James Freeman asked this question in his Tuesday Wall Street Journal op-ed, regarding the bureaucrats in the Federal government.
The government, and I [ahem], answered this question during an earlier Progressive-Democrat-led Federal government shutdown, and we’re about to get an empirical demonstration with the current Schumer Shutdown which began Wednesday morning. Here’s what that earlier shutdown demonstrated about the number of bureaucrats actually needed:
| Office | Per Cent Nonessential |
| White House | 74 |
| Treasury | 82 |
| Labor | 82 |
| Interior | 81 |
| EPA | 94 |
| NASA | 97 |
| Housing and Urban Development | 96 |
| Education | 94 |
| Commerce | 87 |
| Smithsonian | 84 |
There are others, also, with a different per centage of nonessentials:
| Office | Per Cent Nonessential |
| U.S. Commission of Fine Arts | 100 |
| U.S. Interagency Council on Homelessness | 100 |
| USDA Risk Management Agency | 100 |
| Federal Maritime Commission | 100 |
| Economic Development Administration | 100 |
| Minority Business Development Agency | 100 |
There’s a more complete list over at Slate.

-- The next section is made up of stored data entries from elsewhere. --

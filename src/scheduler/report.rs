use serde::Serialize;

use super::batch::Strategy;
use super::job::JobStatus;
use super::operation::OperationKind;
use crate::agents::WorkloadReport;

#[derive(Debug, Clone, PartialEq, Serialize)]
pub struct JobResult {
    pub job_id: String,
    pub status: JobStatus,
    /// Short reason for failed and skipped jobs
    #[serde(skip_serializing_if = "Option::is_none")]
    pub error: Option<String>,
    #[serde(skip_serializing_if = "Option::is_none")]
    pub error_kind: Option<String>,
    #[serde(skip_serializing_if = "Option::is_none")]
    pub summary: Option<String>,
    pub workers: Vec<String>,
    pub complexity: u8,
    pub duration_ms: u64,
    pub batch_index: usize,
}

impl JobResult {
    pub fn succeeded(&self) -> bool {
        self.status == JobStatus::Succeeded
    }
}

/// Outcome of one scheduler run; every submitted job appears exactly once
#[derive(Debug, Clone, Serialize)]
pub struct SchedulerReport {
    pub correlation_id: String,
    pub strategy: Strategy,
    pub operation: OperationKind,
    pub total: usize,
    pub succeeded: usize,
    pub failed: usize,
    pub skipped: usize,
    pub batches: usize,
    /// In submission order
    pub results: Vec<JobResult>,
    /// Worker load once every job has released its workers
    pub workload: WorkloadReport,
    pub duration_ms: u64,
}

impl SchedulerReport {
    pub fn new(
        correlation_id: String,
        strategy: Strategy,
        operation: OperationKind,
        batches: usize,
        results: Vec<JobResult>,
        workload: WorkloadReport,
        duration_ms: u64,
    ) -> Self {
        let count = |status: JobStatus| results.iter().filter(|r| r.status == status).count();
        Self {
            correlation_id,
            strategy,
            operation,
            total: results.len(),
            succeeded: count(JobStatus::Succeeded),
            failed: count(JobStatus::Failed),
            skipped: count(JobStatus::Skipped),
            batches,
            results,
            workload,
            duration_ms,
        }
    }

    pub fn all_succeeded(&self) -> bool {
        self.succeeded == self.total
    }

    pub fn result(&self, job_id: &str) -> Option<&JobResult> {
        self.results.iter().find(|r| r.job_id == job_id)
    }

    pub fn failures(&self) -> impl Iterator<Item = &JobResult> {
        self.results.iter().filter(|r| r.status == JobStatus::Failed)
    }
}

#[cfg(test)]
mod tests {
    use super::*;

    fn result(job_id: &str, status: JobStatus) -> JobResult {
        JobResult {
            job_id: job_id.into(),
            status,
            error: None,
            error_kind: None,
            summary: None,
            workers: Vec::new(),
            complexity: 1,
            duration_ms: 0,
            batch_index: 0,
        }
    }

    #[test]
    fn test_counts() {
        let report = SchedulerReport::new(
            "corr".into(),
            Strategy::Parallel,
            OperationKind::Start,
            1,
            vec![
                result("a.1", JobStatus::Succeeded),
                result("a.2", JobStatus::Failed),
                result("a.3", JobStatus::Skipped),
                result("a.4", JobStatus::Succeeded),
            ],
            WorkloadReport::default(),
            12,
        );
        assert_eq!(report.total, 4);
        assert_eq!(report.succeeded, 2);
        assert_eq!(report.failed, 1);
        assert_eq!(report.skipped, 1);
        assert!(!report.all_succeeded());
        assert_eq!(report.failures().count(), 1);
        assert!(report.result("a.3").is_some());

        let json = serde_json::to_value(&report).unwrap();
        assert_eq!(json["strategy"], "parallel");
        assert_eq!(json["results"][1]["status"], "failed");
        assert!(json["results"][0].get("error").is_none());
    }
}
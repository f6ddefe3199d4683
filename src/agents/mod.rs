//! Worker registry and workload balancing
//!
//! Workers are opaque capability-tagged identities. The registry pairs every
//! load increment with exactly one decrement, whatever happens to the job.

pub mod capabilities;
pub mod registry;
pub mod worker;

pub use capabilities::{CapabilityTable, GENERIC_ROLE};
pub use registry::{AgentRegistry, AssignmentLease, WorkloadReport};
pub use worker::{CapabilityWorker, CommandTaskExecutor, Executor, NoopExecutor, Worker};
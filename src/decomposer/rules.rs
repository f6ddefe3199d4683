//! Deterministic domain rule table
//!
//! Each domain maps to an ordered list of task templates. A template carries
//! its base complexity and subtask hours; nothing here depends on runtime
//! state, so the same job id always yields the same tree.

use super::types::TaskType;

#[derive(Debug, Clone, Copy)]
pub struct SubtaskTemplate {
    pub title: &'static str,
    pub hours: f64,
}

#[derive(Debug, Clone, Copy)]
pub struct TaskTemplate {
    pub title: &'static str,
    pub task_type: TaskType,
    pub base_complexity: u8,
    pub subtasks: &'static [SubtaskTemplate],
}

const fn sub(title: &'static str, hours: f64) -> SubtaskTemplate {
    SubtaskTemplate { title, hours }
}

const FRONTEND: &[TaskTemplate] = &[
    TaskTemplate {
        title: "UI Component Design",
        task_type: TaskType::Design,
        base_complexity: 2,
        subtasks: &[sub("Wireframes", 2.0), sub("Component API", 2.0)],
    },
    TaskTemplate {
        title: "State Management",
        task_type: TaskType::Implementation,
        base_complexity: 3,
        subtasks: &[sub("Store shape", 2.0), sub("Data fetching", 3.0), sub("Error states", 1.0)],
    },
    TaskTemplate {
        title: "Styling & Responsiveness",
        task_type: TaskType::Implementation,
        base_complexity: 2,
        subtasks: &[sub("Layout", 2.0), sub("Breakpoints", 2.0)],
    },
    TaskTemplate {
        title: "Accessibility Review",
        task_type: TaskType::Review,
        base_complexity: 2,
        subtasks: &[sub("Keyboard navigation", 1.0), sub("Screen reader pass", 1.0)],
    },
];

const BACKEND: &[TaskTemplate] = &[
    TaskTemplate {
        title: "API Design",
        task_type: TaskType::Design,
        base_complexity: 3,
        subtasks: &[sub("Endpoint contract", 2.0), sub("Error model", 1.0)],
    },
    TaskTemplate {
        title: "Data Model & Persistence",
        task_type: TaskType::Implementation,
        base_complexity: 3,
        subtasks: &[sub("Schema", 2.0), sub("Migrations", 2.0), sub("Repository layer", 3.0)],
    },
    TaskTemplate {
        title: "Business Logic",
        task_type: TaskType::Implementation,
        base_complexity: 3,
        subtasks: &[sub("Core rules", 4.0), sub("Validation", 2.0)],
    },
    TaskTemplate {
        title: "Integration Wiring",
        task_type: TaskType::Integration,
        base_complexity: 2,
        subtasks: &[sub("Service wiring", 2.0), sub("Configuration", 1.0)],
    },
];

const AI: &[TaskTemplate] = &[
    TaskTemplate {
        title: "Model Selection",
        task_type: TaskType::Research,
        base_complexity: 3,
        subtasks: &[sub("Candidate survey", 3.0), sub("Cost estimate", 1.0)],
    },
    TaskTemplate {
        title: "Prompt & Pipeline Engineering",
        task_type: TaskType::Implementation,
        base_complexity: 4,
        subtasks: &[sub("Prompt design", 3.0), sub("Pipeline", 4.0), sub("Fallbacks", 2.0)],
    },
    TaskTemplate {
        title: "Evaluation Harness",
        task_type: TaskType::Testing,
        base_complexity: 3,
        subtasks: &[sub("Golden set", 3.0), sub("Scoring", 2.0)],
    },
];

const SECURITY: &[TaskTemplate] = &[
    TaskTemplate {
        title: "Threat Modeling",
        task_type: TaskType::Analysis,
        base_complexity: 3,
        subtasks: &[sub("Asset inventory", 2.0), sub("Attack surface", 3.0)],
    },
    TaskTemplate {
        title: "Hardening",
        task_type: TaskType::Implementation,
        base_complexity: 4,
        subtasks: &[sub("Input validation", 3.0), sub("Secrets handling", 2.0), sub("Access control", 3.0)],
    },
    TaskTemplate {
        title: "Security Audit",
        task_type: TaskType::Review,
        base_complexity: 3,
        subtasks: &[sub("Dependency audit", 2.0), sub("Findings report", 2.0)],
    },
];

const GENERIC: &[TaskTemplate] = &[
    TaskTemplate {
        title: "Requirements Analysis",
        task_type: TaskType::Analysis,
        base_complexity: 2,
        subtasks: &[sub("Scope", 2.0), sub("Acceptance criteria", 1.0)],
    },
    TaskTemplate {
        title: "Implementation",
        task_type: TaskType::Implementation,
        base_complexity: 3,
        subtasks: &[sub("Core change", 4.0), sub("Documentation", 1.0)],
    },
];

/// Appended when a template produces no testing task
pub const VALIDATION_TASK_TITLE: &str = "Testing & Validation";

pub const VALIDATION_SUBTASKS: &[SubtaskTemplate] = &[
    sub("Unit tests", 2.0),
    sub("Integration tests", 2.0),
    sub("Acceptance check", 1.0),
];

/// Template for a domain; unknown domains get the generic template
pub fn template_for(domain: &str) -> &'static [TaskTemplate] {
    match domain {
        "frontend" => FRONTEND,
        "backend" => BACKEND,
        "ai" => AI,
        "security" => SECURITY,
        _ => GENERIC,
    }
}

pub fn known_domains() -> &'static [&'static str] {
    &["frontend", "backend", "ai", "security"]
}

/// One point per threshold crossed: segment at depth `d` adds 1 once it reaches `thresholds[d]`
pub fn complexity_bonus(segments: &[u32], thresholds: &[u32]) -> u8 {
    segments
        .iter()
        .zip(thresholds)
        .filter(|(segment, threshold)| segment >= threshold)
        .count() as u8
}

pub fn task_complexity(base: u8, bonus: u8, hint: Option<u8>) -> u8 {
    let computed = base.saturating_add(bonus).clamp(1, 5);
    match hint {
        Some(hint) => computed.max(hint.clamp(1, 5)),
        None => computed,
    }
}
fn skipped(job: &Job, plan: &Decomposition, batch_index: usize, reason: String) -> JobResult {
    let mut tracker = JobTracker::new(&job.id);
    if let Err(e) = tracker.apply(JobEvent::Skip {
        reason: reason.clone(),
    }) {
        warn!(error = %e, "Unexpected lifecycle transition");
    }
    JobResult {
        job_id: job.id.clone(),
        status: tracker.status(),
        error: Some(reason),
        error_kind: None,
        summary: None,
        workers: Vec::new(),
        complexity: plan.job_complexity(),
        duration_ms: 0,
        batch_index,
    }
}

#[cfg(test)]
mod tests {
    use super::*;
    use crate::agents::CapabilityWorker;
    use crate::config::OrchestratorConfig;
    use std::sync::atomic::{AtomicUsize, Ordering};
    use std::sync::Arc;

    fn context(workers: usize) -> OrchestrationContext {
        let mut config = OrchestratorConfig::default();
        config.scheduler.batch_cooldown_ms = 0;
        config.hooks.enabled = false;
        let ctx = OrchestrationContext::builder(config)
            .without_configured_workers()
            .build()
            .unwrap();
        for n in 1..=workers {
            let worker = CapabilityWorker::new(format!("agent{n:03}"), ["developer", "qa-engineer"]);
            ctx.register_worker(Arc::new(worker)).unwrap();
        }
        ctx
    }

    fn counting(calls: Arc<AtomicUsize>) -> impl JobOperation {
        FnOperation::new(move |_job: Job, _kind: OperationKind| {
            let calls = Arc::clone(&calls);
            async move {
                calls.fetch_add(1, Ordering::SeqCst);
                Ok("done".to_string())
            }
        })
    }

    #[tokio::test]
    async fn test_rejects_bad_submissions_before_touching_workers() {
        let ctx = context(2);
        let calls = Arc::new(AtomicUsize::new(0));
        let op = counting(Arc::clone(&calls));
        let scheduler = ctx.scheduler(RunOptions::default());

        let cases = vec![
            vec![Job::new("backend.1"), Job::new("backend.1")],
            vec![Job::new("backend.1").depending_on("backend.9")],
            vec![
                Job::new("backend.1").depending_on("backend.2"),
                Job::new("backend.2").depending_on("backend.1"),
            ],
            vec![Job::new("backend.1").depending_on("backend.1")],
            vec![Job::new("backend.1").with_complexity(9)],
            vec![Job::new("1.backend")],
        ];
        for jobs in cases {
            let err = scheduler.run(&jobs, &op).await.unwrap_err();
            assert!(err.is_fatal(), "{err}");
        }

        let zero = ctx.scheduler(RunOptions::default().with_max_concurrent(0));
        assert!(zero.run(&[Job::new("ai.1")], &op).await.is_err());

        assert_eq!(calls.load(Ordering::SeqCst), 0);
        assert_eq!(ctx.registry().workload_report().total_load, 0);
        assert_eq!(ctx.metrics().get_stats().runs, 0);
    }

    #[tokio::test]
    async fn test_every_job_reported_in_submission_order() {
        let ctx = context(4);
        let calls = Arc::new(AtomicUsize::new(0));
        let op = counting(Arc::clone(&calls));
        let jobs = vec![
            Job::new("security.1").with_complexity(5),
            Job::new("frontend.1").with_complexity(1),
            Job::new("backend.1").with_complexity(1),
        ];

        let report = ctx
            .scheduler(RunOptions::new(Strategy::Smart, OperationKind::Start))
            .run(&jobs, &op)
            .await
            .unwrap();

        let ids: Vec<&str> = report.results.iter().map(|r| r.job_id.as_str()).collect();
        assert_eq!(ids, vec!["security.1", "frontend.1", "backend.1"]);
        assert!(report.all_succeeded());
        assert_eq!(calls.load(Ordering::SeqCst), 3);
        assert_eq!(report.workload.total_load, 0);
        assert_eq!(report.results[0].summary.as_deref(), Some("done"));
        assert_eq!(ctx.metrics().get_stats().jobs_succeeded, 3);
    }

    #[tokio::test]
    async fn test_unsatisfiable_capability_fails_only_that_job() {
        let ctx = context(2);
        let op = counting(Arc::new(AtomicUsize::new(0)));
        let jobs = vec![
            Job::new("backend.1").requiring("penetration-tester"),
            Job::new("backend.2"),
        ];

        let report = ctx
            .scheduler(RunOptions::new(Strategy::Parallel, OperationKind::Start))
            .run(&jobs, &op)
            .await
            .unwrap();

        let failed = report.result("backend.1").unwrap();
        assert_eq!(failed.status, JobStatus::Failed);
        assert_eq!(failed.error_kind.as_deref(), Some("not_found"));
        assert!(failed.workers.is_empty());
        assert!(report.result("backend.2").unwrap().succeeded());
        assert_eq!(report.workload.total_load, 0);
    }

    #[tokio::test]
    async fn test_empty_submission_is_an_empty_report() {
        let ctx = context(1);
        let op = counting(Arc::new(AtomicUsize::new(0)));
        let report = ctx
            .scheduler(RunOptions::default())
            .run(&[], &op)
            .await
            .unwrap();
        assert_eq!(report.total, 0);
        assert_eq!(report.batches, 0);
    }
}
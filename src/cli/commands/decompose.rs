use anyhow::Result;

use crate::cli::commands::with_context;
use crate::decomposer::Decomposition;

pub struct DecomposeCommand {
    pub job_id: String,
    pub complexity: Option<u8>,
    pub json: bool,
    pub config: Option<String>,
}

impl DecomposeCommand {
    pub async fn execute(&self) -> Result<()> {
        let context = with_context(self.config.as_deref())?;
        let decomposition = context.decompose(&self.job_id, self.complexity).await?;

        if self.json {
            println!("{}", serde_json::to_string_pretty(&decomposition)?);
        } else {
            print_tree(&decomposition);
        }
        Ok(())
    }
}

fn print_tree(d: &Decomposition) {
    println!("🧩 {} ({} domain)", d.job_id, d.domain);
    println!();
    for task in &d.tasks {
        println!(
            "  📋 {} {} [{}, complexity {}, {}h]",
            task.id, task.title, task.task_type, task.complexity, task.estimated_hours
        );
        println!("     👤 Roles: {}", task.roles.join(", "));
        if !task.depends_on.is_empty() {
            println!("     🔗 After: {}", task.depends_on.join(", "));
        }
        for subtask in &task.subtasks {
            println!("     • {} ({}h)", subtask.title, subtask.hours);
        }
    }
    println!();
    println!("📊 ESTIMATE:");
    println!(
        "   Complexity: {} total, {:.1} average (job complexity {})",
        d.total_complexity,
        d.average_complexity,
        d.job_complexity()
    );
    println!(
        "   Effort: {}h ≈ {} day(s) ≈ {} iteration(s)",
        d.total_hours, d.estimated_days, d.estimated_iterations
    );
}
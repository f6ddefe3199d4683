// TTL cache behaviour under concurrency: one producer per key, errors never cached

use feature_orchestrator::cache::TtlCache;
use feature_orchestrator::config::CacheConfig;
use feature_orchestrator::OrchestratorError;
use futures::future::join_all;
use std::sync::atomic::{AtomicUsize, Ordering};
use std::sync::Arc;
use std::time::Duration;

#[tokio::test(flavor = "multi_thread", worker_threads = 4)]
async fn test_concurrent_misses_share_one_producer() {
    let cache = Arc::new(TtlCache::new(CacheConfig::default()));
    let runs = Arc::new(AtomicUsize::new(0));

    let callers = (0..16).map(|_| {
        let cache = Arc::clone(&cache);
        let runs = Arc::clone(&runs);
        async move {
            cache
                .with_cache("workload", "agent-pool", move || async move {
                    runs.fetch_add(1, Ordering::SeqCst);
                    tokio::time::sleep(Duration::from_millis(50)).await;
                    Ok(vec![3u32, 1, 4])
                })
                .await
        }
    });
    let results = join_all(callers).await;

    assert_eq!(runs.load(Ordering::SeqCst), 1);
    for result in results {
        assert_eq!(result.unwrap(), vec![3, 1, 4]);
    }
    assert_eq!(cache.stats().producer_invocations, 1);
}

#[tokio::test]
async fn test_distinct_keys_do_not_share() {
    let cache = TtlCache::new(CacheConfig::default());
    let runs = AtomicUsize::new(0);

    let a = cache.with_cache("decomposition", "a.1", || async {
        runs.fetch_add(1, Ordering::SeqCst);
        Ok("a".to_string())
    });
    let b = cache.with_cache("decomposition", "b.1", || async {
        runs.fetch_add(1, Ordering::SeqCst);
        Ok("b".to_string())
    });
    let (a, b) = futures::join!(a, b);

    assert_eq!(a.unwrap(), "a");
    assert_eq!(b.unwrap(), "b");
    assert_eq!(runs.load(Ordering::SeqCst), 2);
}

#[tokio::test]
async fn test_failed_producer_is_retried_next_time() {
    let cache = TtlCache::new(CacheConfig::default());

    let err = cache
        .with_cache::<u32, _, _>("test-results", "suite", || async {
            Err(OrchestratorError::execution("suite", "runner crashed"))
        })
        .await
        .unwrap_err();
    assert_eq!(err.kind(), "cache_producer");
    assert!(err.to_string().contains("runner crashed"));
    assert_eq!(cache.stats().entries, 0);

    let value = cache
        .with_cache("test-results", "suite", || async { Ok(42u32) })
        .await
        .unwrap();
    assert_eq!(value, 42);
    assert_eq!(cache.stats().producer_invocations, 2);
}

#[tokio::test]
async fn test_expired_entry_is_recomputed() {
    let cache = TtlCache::new(CacheConfig::default());
    cache.configure_namespace("short", Duration::from_millis(40));

    let first = cache.with_cache("short", "k", || async { Ok(1u8) }).await.unwrap();
    tokio::time::sleep(Duration::from_millis(80)).await;
    let second = cache.with_cache("short", "k", || async { Ok(2u8) }).await.unwrap();

    assert_eq!((first, second), (1, 2));
    assert_eq!(cache.stats().hits, 0);
}

#[tokio::test(flavor = "multi_thread", worker_threads = 4)]
async fn test_concurrent_callers_after_expiry_recompute_once() {
    let cache = Arc::new(TtlCache::new(CacheConfig::default()));
    cache.configure_namespace("test-results", Duration::from_millis(60));
    let runs = Arc::new(AtomicUsize::new(0));

    let first = cache
        .with_cache("test-results", "suite", || async { Ok(1u32) })
        .await
        .unwrap();
    assert_eq!(first, 1);
    tokio::time::sleep(Duration::from_millis(100)).await;

    let callers = (0..8).map(|_| {
        let cache = Arc::clone(&cache);
        let runs = Arc::clone(&runs);
        async move {
            cache
                .with_cache("test-results", "suite", move || async move {
                    runs.fetch_add(1, Ordering::SeqCst);
                    tokio::time::sleep(Duration::from_millis(30)).await;
                    Ok(2u32)
                })
                .await
        }
    });
    let results = join_all(callers).await;

    assert_eq!(runs.load(Ordering::SeqCst), 1);
    assert!(results.into_iter().all(|r| r.unwrap() == 2));
    assert_eq!(cache.stats().producer_invocations, 2);
}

The short answer is: not many of the bureaucrats on the payroll are actually needed. The longer answer will be begun to be delivered with the RIF that the OMB has instructed Executive Branch Departments and Agencies to prepare lists for, with those lists beginning with programs and projects currently unfunded and that do not align with Presidential policy. The answer will be expanded on by all the Leftist and Civil Service union lawsuits objecting to the RIF, even to preparing for a RIF. Those lawsuits will prove the lack of need for those bureaucrats.